*Data for this task*:
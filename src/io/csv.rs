use crate::api::geo_code::GeoCode;
use crate::geom::parse::{geometry_to_points, parse_geometry};
use crate::util::error::GeoCodeError;
use csv::StringRecord;
use log::{debug, info, warn};
use serde::{Deserialize, Serialize};
use std::collections::HashSet;
use std::fs::File;
use std::path::Path;

/// Default name of the output column holding the code.
pub const DEFAULT_CODE_COLUMN: &str = "geo_code";

enum SourceIndices {
    Geometry(usize),
    Coordinates { lon_idx: usize, lat_idx: usize },
}

/// Specifies how to extract location data from CSV rows.
#[derive(Debug, Clone, PartialEq, Serialize, Deserialize)]
#[serde(rename_all = "snake_case")]
pub enum CoordinateSource {
    /// A single column containing WKT or GeoJSON geometry
    GeometryColumn(String),
    /// Separate longitude and latitude columns
    CoordinateColumns {
        lon_column: String,
        lat_column: String,
    },
}

/// What to do with a row whose location cannot be parsed or encoded.
#[derive(Debug, Clone, Copy, PartialEq, Eq, Default, Serialize, Deserialize)]
#[serde(rename_all = "snake_case")]
pub enum InvalidRowPolicy {
    /// Abort the conversion with the row's error
    #[default]
    Fail,
    /// Log a warning and leave the row out of the output
    Skip,
}

fn default_code_column() -> String {
    DEFAULT_CODE_COLUMN.to_string()
}

/// Configuration for CSV to geocode conversion.
///
/// Can be built in code or loaded from JSON:
///
/// ```
/// use geocode64_rs::{CsvGeoCodeConfig, InvalidRowPolicy};
///
/// # fn main() -> Result<(), geocode64_rs::GeoCodeError> {
/// let config = CsvGeoCodeConfig::from_json_str(
///     r#"{
///         "source": {"coordinate_columns": {"lon_column": "lng", "lat_column": "lat"}},
///         "invalid_rows": "skip"
///     }"#,
/// )?;
/// assert_eq!(config.code_column, "geo_code");
/// assert_eq!(config.invalid_rows, InvalidRowPolicy::Skip);
/// # Ok(())
/// # }
/// ```
#[derive(Debug, Clone, PartialEq, Serialize, Deserialize)]
pub struct CsvGeoCodeConfig {
    pub source: CoordinateSource,
    #[serde(default)]
    pub exclude_columns: Vec<String>,
    #[serde(default = "default_code_column")]
    pub code_column: String,
    #[serde(default)]
    pub include_axis_indices: bool,
    #[serde(default)]
    pub invalid_rows: InvalidRowPolicy,
}

impl CsvGeoCodeConfig {
    /// Create config for a CSV with a geometry column (WKT or GeoJSON).
    ///
    /// # Example
    /// ```
    /// use geocode64_rs::CsvGeoCodeConfig;
    ///
    /// let config = CsvGeoCodeConfig::new("geometry");
    /// ```
    pub fn new(geometry_column: impl Into<String>) -> Self {
        Self {
            source: CoordinateSource::GeometryColumn(geometry_column.into()),
            exclude_columns: Vec::new(),
            code_column: default_code_column(),
            include_axis_indices: false,
            invalid_rows: InvalidRowPolicy::default(),
        }
    }

    /// Create config for a CSV with separate longitude/latitude columns.
    ///
    /// # Example
    /// ```
    /// use geocode64_rs::CsvGeoCodeConfig;
    ///
    /// let config = CsvGeoCodeConfig::from_coords("Longitude", "Latitude")
    ///     .code_column("z");
    /// ```
    pub fn from_coords(lon_column: impl Into<String>, lat_column: impl Into<String>) -> Self {
        Self {
            source: CoordinateSource::CoordinateColumns {
                lon_column: lon_column.into(),
                lat_column: lat_column.into(),
            },
            ..Self::new("")
        }
    }

    /// Parses a config from JSON. Omitted optional fields take their defaults.
    pub fn from_json_str(json: &str) -> Result<Self, GeoCodeError> {
        let config: Self =
            serde_json::from_str(json).map_err(|e| GeoCodeError::ConfigError(e.to_string()))?;
        config.validate()?;
        Ok(config)
    }

    /// Reads a JSON config file.
    pub fn from_json_file(path: impl AsRef<Path>) -> Result<Self, GeoCodeError> {
        let text = std::fs::read_to_string(path.as_ref())
            .map_err(|e| GeoCodeError::IoError(e.to_string()))?;
        Self::from_json_str(&text)
    }

    pub fn exclude(mut self, columns: Vec<String>) -> Self {
        self.exclude_columns = columns;
        self
    }

    pub fn code_column(mut self, name: impl Into<String>) -> Self {
        self.code_column = name.into();
        self
    }

    /// Also write the 26-bit `lat_index` and `lon_index` columns.
    pub fn with_axis_indices(mut self) -> Self {
        self.include_axis_indices = true;
        self
    }

    pub fn invalid_rows(mut self, policy: InvalidRowPolicy) -> Self {
        self.invalid_rows = policy;
        self
    }

    fn validate(&self) -> Result<(), GeoCodeError> {
        if self.code_column.trim().is_empty() {
            return Err(GeoCodeError::ConfigError(
                "code_column must not be empty".to_string(),
            ));
        }
        let empty_source = match &self.source {
            CoordinateSource::GeometryColumn(col) => col.is_empty(),
            CoordinateSource::CoordinateColumns {
                lon_column,
                lat_column,
            } => lon_column.is_empty() || lat_column.is_empty(),
        };
        if empty_source {
            return Err(GeoCodeError::ConfigError(
                "source column names must not be empty".to_string(),
            ));
        }
        Ok(())
    }
}

/// Counts reported by a CSV conversion.
#[derive(Debug, Clone, Copy, Default, PartialEq, Eq)]
pub struct CsvSummary {
    pub rows_read: usize,
    pub rows_written: usize,
    pub rows_skipped: usize,
}

pub trait CsvToGeoCode {
    fn to_geocode_csv(
        &self,
        output_path: impl AsRef<Path>,
        config: &CsvGeoCodeConfig,
    ) -> Result<CsvSummary, GeoCodeError>;
}

impl<P: AsRef<Path>> CsvToGeoCode for P {
    fn to_geocode_csv(
        &self,
        output_path: impl AsRef<Path>,
        config: &CsvGeoCodeConfig,
    ) -> Result<CsvSummary, GeoCodeError> {
        csv_to_geocode_csv(self, output_path, config)
    }
}

fn find_column(headers: &StringRecord, name: &str) -> Result<usize, GeoCodeError> {
    headers
        .iter()
        .position(|h| h == name)
        .ok_or_else(|| GeoCodeError::CsvError(format!("Column '{}' not found", name)))
}

fn parse_coordinate(record: &StringRecord, idx: usize, label: &str) -> Result<f64, GeoCodeError> {
    let raw = record
        .get(idx)
        .ok_or_else(|| GeoCodeError::CsvError(format!("Missing {} column at index {}", label, idx)))?
        .trim();
    raw.parse()
        .map_err(|_| GeoCodeError::CsvError(format!("Invalid {}: '{}'", label, raw)))
}

fn record_error(e: csv::Error) -> GeoCodeError {
    match e.kind() {
        csv::ErrorKind::Io(_) => GeoCodeError::IoError(e.to_string()),
        _ => GeoCodeError::CsvError(e.to_string()),
    }
}

fn check_width(record: &StringRecord, expected: usize) -> Result<(), GeoCodeError> {
    if record.len() != expected {
        return Err(GeoCodeError::CsvError(format!(
            "Row has {} fields, expected {}",
            record.len(),
            expected
        )));
    }
    Ok(())
}

fn record_to_codes(
    record: &StringRecord,
    source: &SourceIndices,
) -> Result<Vec<GeoCode>, GeoCodeError> {
    match source {
        SourceIndices::Geometry(idx) => {
            let geom_str = record.get(*idx).ok_or_else(|| {
                GeoCodeError::CsvError(format!("Missing geometry column at index {}", idx))
            })?;
            let points = geometry_to_points(parse_geometry(geom_str)?)?;

            let mut seen = HashSet::with_capacity(points.len());
            let mut codes = Vec::with_capacity(points.len());
            for pt in &points {
                let code = GeoCode::from_wgs84(pt)?;
                if seen.insert(code.code) {
                    codes.push(code);
                }
            }
            Ok(codes)
        }
        SourceIndices::Coordinates { lon_idx, lat_idx } => {
            let lon = parse_coordinate(record, *lon_idx, "longitude")?;
            let lat = parse_coordinate(record, *lat_idx, "latitude")?;
            Ok(vec![GeoCode::from_lat_lon(lat, lon)?])
        }
    }
}

/// Converts a CSV file with geometry or coordinate columns into a CSV file with geocodes.
///
/// Streams rows, so large files are never held in memory. A row produces one
/// output row per distinct code derived from it.
///
/// # Example
///
/// ```no_run
/// use geocode64_rs::{csv_to_geocode_csv, CsvGeoCodeConfig, InvalidRowPolicy};
///
/// let config = CsvGeoCodeConfig::from_coords("Longitude", "Latitude")
///     .with_axis_indices()
///     .invalid_rows(InvalidRowPolicy::Skip);
///
/// let summary = csv_to_geocode_csv("stations.csv", "stations_coded.csv", &config).unwrap();
/// println!("{} rows written", summary.rows_written);
/// ```
pub fn csv_to_geocode_csv(
    csv_path: impl AsRef<Path>,
    output_path: impl AsRef<Path>,
    config: &CsvGeoCodeConfig,
) -> Result<CsvSummary, GeoCodeError> {
    config.validate()?;

    let file = File::open(csv_path.as_ref()).map_err(|e| GeoCodeError::IoError(e.to_string()))?;
    // Row width is checked per record so that ragged rows fall under the row policy
    let mut reader = csv::ReaderBuilder::new().flexible(true).from_reader(file);

    let headers = reader
        .headers()
        .map_err(|e| GeoCodeError::CsvError(e.to_string()))?
        .clone();

    // Source columns never make it into the output
    let (source_indices, mut exclude_indices) = match &config.source {
        CoordinateSource::GeometryColumn(col) => {
            let idx = find_column(&headers, col)?;
            (SourceIndices::Geometry(idx), HashSet::from([idx]))
        }
        CoordinateSource::CoordinateColumns {
            lon_column,
            lat_column,
        } => {
            let lon_idx = find_column(&headers, lon_column)?;
            let lat_idx = find_column(&headers, lat_column)?;
            (
                SourceIndices::Coordinates { lon_idx, lat_idx },
                HashSet::from([lon_idx, lat_idx]),
            )
        }
    };

    for col_name in &config.exclude_columns {
        if let Some(idx) = headers.iter().position(|h| h == col_name) {
            exclude_indices.insert(idx);
        }
    }
    debug!(
        "reading {} columns from {}, excluding {:?}",
        headers.len(),
        csv_path.as_ref().display(),
        exclude_indices
    );

    let out_file =
        File::create(output_path.as_ref()).map_err(|e| GeoCodeError::IoError(e.to_string()))?;
    let mut writer = csv::Writer::from_writer(out_file);

    let mut header_row: Vec<&str> = vec![config.code_column.as_str()];
    if config.include_axis_indices {
        header_row.push("lat_index");
        header_row.push("lon_index");
    }
    for (i, h) in headers.iter().enumerate() {
        if !exclude_indices.contains(&i) {
            header_row.push(h);
        }
    }
    writer
        .write_record(&header_row)
        .map_err(|e| GeoCodeError::CsvError(e.to_string()))?;

    let mut summary = CsvSummary::default();

    for result in reader.records() {
        summary.rows_read += 1;

        let (line, parsed) = match result {
            Ok(record) => {
                let line = record.position().map(|p| p.line());
                let codes = check_width(&record, headers.len())
                    .and_then(|_| record_to_codes(&record, &source_indices));
                (line, codes.map(|codes| (record, codes)))
            }
            Err(e) => (e.position().map(|p| p.line()), Err(record_error(e))),
        };

        let (record, codes) = match parsed {
            Ok(parsed) => parsed,
            Err(e) if config.invalid_rows == InvalidRowPolicy::Skip && e.is_row_error() => {
                match line {
                    Some(line) => warn!("skipping line {}: {}", line, e),
                    None => warn!("skipping row {}: {}", summary.rows_read, e),
                }
                summary.rows_skipped += 1;
                continue;
            }
            Err(e) => return Err(e),
        };

        for code in codes {
            let mut row: Vec<String> = vec![code.code.to_string()];

            if config.include_axis_indices {
                row.push(code.lat_index.to_string());
                row.push(code.lon_index.to_string());
            }

            for (i, field) in record.iter().enumerate() {
                if !exclude_indices.contains(&i) {
                    row.push(field.to_string());
                }
            }
            writer
                .write_record(&row)
                .map_err(|e| GeoCodeError::CsvError(e.to_string()))?;
            summary.rows_written += 1;
        }
    }

    writer
        .flush()
        .map_err(|e| GeoCodeError::IoError(e.to_string()))?;

    info!(
        "encoded {} rows into {} ({} written, {} skipped)",
        summary.rows_read,
        output_path.as_ref().display(),
        summary.rows_written,
        summary.rows_skipped
    );
    Ok(summary)
}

*What to produce*:
Find "validate" in the data above. Report each line where it appears.

*Solution for this problem*:
        config.validate()?;
    fn validate(&self) -> Result<(), GeoCodeError> {
    config.validate()?;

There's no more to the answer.